What you are asked to do
The following data has a line with "token validated successfully." and a line with "fails closed here.". Write out exactly those lines and all the lines between them.

= Beginning of Section =

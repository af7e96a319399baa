use actix_web::{dev::Payload, FromRequest, HttpMessage, HttpRequest};
use futures::future::{ready, Ready};
use jwt_compact::{
    alg::{Hs256, Hs256Key},
    AlgorithmExt,
    Claims,
    Header,
    Token,
    UntrustedToken,
};
use log::debug;
use parts_market_engine::db_types::EmailAddress;
use serde::{Deserialize, Serialize};

use crate::{config::AuthConfig, errors::AuthError, errors::ServerError};

/// The claims carried by an access token. The email is the only assertion the token makes; roles are looked up
/// fresh on every privileged request, so a promotion or demotion takes effect without re-issuing tokens.
#[derive(Debug, Clone, PartialEq, Eq, Serialize, Deserialize)]
pub struct JwtClaims {
    pub email: EmailAddress,
}

/// Signs and verifies access tokens with the process-wide HMAC secret.
///
/// Tokens are stateless: nothing is stored server-side, and by design they carry no expiry claim, so a token stays
/// valid for as long as the signing secret does.
#[derive(Clone)]
pub struct TokenService {
    key: Hs256Key,
}

impl TokenService {
    pub fn new(config: &AuthConfig) -> Self {
        let key = Hs256Key::new(config.jwt_secret.reveal().as_bytes());
        Self { key }
    }

    /// Issue a new access token asserting the given email.
    ///
    /// This method DOES NOT check that the caller is entitled to the email. That must be done (or deliberately
    /// skipped, as the login flow does) before calling `issue`.
    pub fn issue(&self, email: &EmailAddress) -> Result<String, AuthError> {
        let header = Header::empty().with_token_type("JWT");
        let claims = Claims::new(JwtClaims { email: email.clone() });
        Hs256.token(&header, &claims, &self.key).map_err(|e| AuthError::TokenCreation(format!("{e}")))
    }

    /// Checks the signature on a presented token and returns its claims.
    ///
    /// Verification is pure: no store lookup happens here, and no claim from an unverifiable token is ever
    /// returned to the caller.
    pub fn verify<S: AsRef<str>>(&self, token: S) -> Result<JwtClaims, AuthError> {
        let untrusted_token =
            UntrustedToken::new(token.as_ref()).map_err(|e| AuthError::PoorlyFormattedToken(format!("{e:?}")))?;
        let token: Token<JwtClaims> = Hs256
            .validator(&self.key)
            .validate(&untrusted_token)
            .map_err(|e| AuthError::ValidationError(format!("{e}")))?;
        let (header, claims) = token.into_parts();
        debug!("Access token validated successfully. Header: {header:?}. Claims: {claims:?}");
        Ok(claims.custom)
    }
}

/// Handlers receive the verified claims as an extractor. The access gate middleware is responsible for putting
/// them into the request extensions; a route that takes `JwtClaims` without being wrapped by the gate is a bug
/// and fails closed here.
impl FromRequest for JwtClaims {
    type Error = ServerError;
    type Future = Ready<Result<Self, Self::Error>>;

    fn from_request(req: &HttpRequest, _payload: &mut Payload) -> Self::Future {
        let claims = req.extensions().get::<JwtClaims>().cloned();
        ready(claims.ok_or(ServerError::MissingCredential))
    }
}
use serde_json::Value;
use thiserror::Error;

use crate::db_types::{EmailAddress, Role, UpsertOutcome};

#[derive(Debug, Clone, Error)]
pub enum AuthApiError {
    #[error("Database error: {0}")]
    DatabaseError(String),
    #[error("User account not found")]
    AccountNotFound,
}

impl From<sqlx::Error> for AuthApiError {
    fn from(e: sqlx::Error) -> Self {
        AuthApiError::DatabaseError(e.to_string())
    }
}

/// The `AuthManagement` trait defines behaviour for managing identity records.
///
/// Authentication itself (signing and verifying bearer tokens) happens at the server level and is stateless; the
/// store only ever sees the verified email. These methods exist so that the server can mint accounts at login and
/// answer role questions when a privileged operation is requested.
#[allow(async_fn_in_trait)]
pub trait AuthManagement {
    /// Creates or overwrites the account record for `email` with the supplied profile document.
    ///
    /// If the document carries a `role` field it replaces the stored role (unknown strings demote to plain user);
    /// otherwise an existing role is left untouched and new accounts start as plain users.
    async fn upsert_account(&self, email: &EmailAddress, profile: &Value) -> Result<UpsertOutcome, AuthApiError>;

    /// Fetches the role for the given email. Returns `None` when no account record exists; callers must treat that
    /// as "not an admin" rather than as a failure.
    async fn fetch_role_for_email(&self, email: &EmailAddress) -> Result<Option<Role>, AuthApiError>;

    /// Sets the role for `email` to admin, creating a bare account record if none exists. Idempotent.
    async fn grant_admin(&self, email: &EmailAddress) -> Result<UpsertOutcome, AuthApiError>;
}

= End of Section =

Reply
        debug!("Access token validated successfully. Header: {header:?}. Claims: {claims:?}");
        Ok(claims.custom)
    }
}

/// Handlers receive the verified claims as an extractor. The access gate middleware is responsible for putting
/// them into the request extensions; a route that takes `JwtClaims` without being wrapped by the gate is a bug
/// and fails closed here.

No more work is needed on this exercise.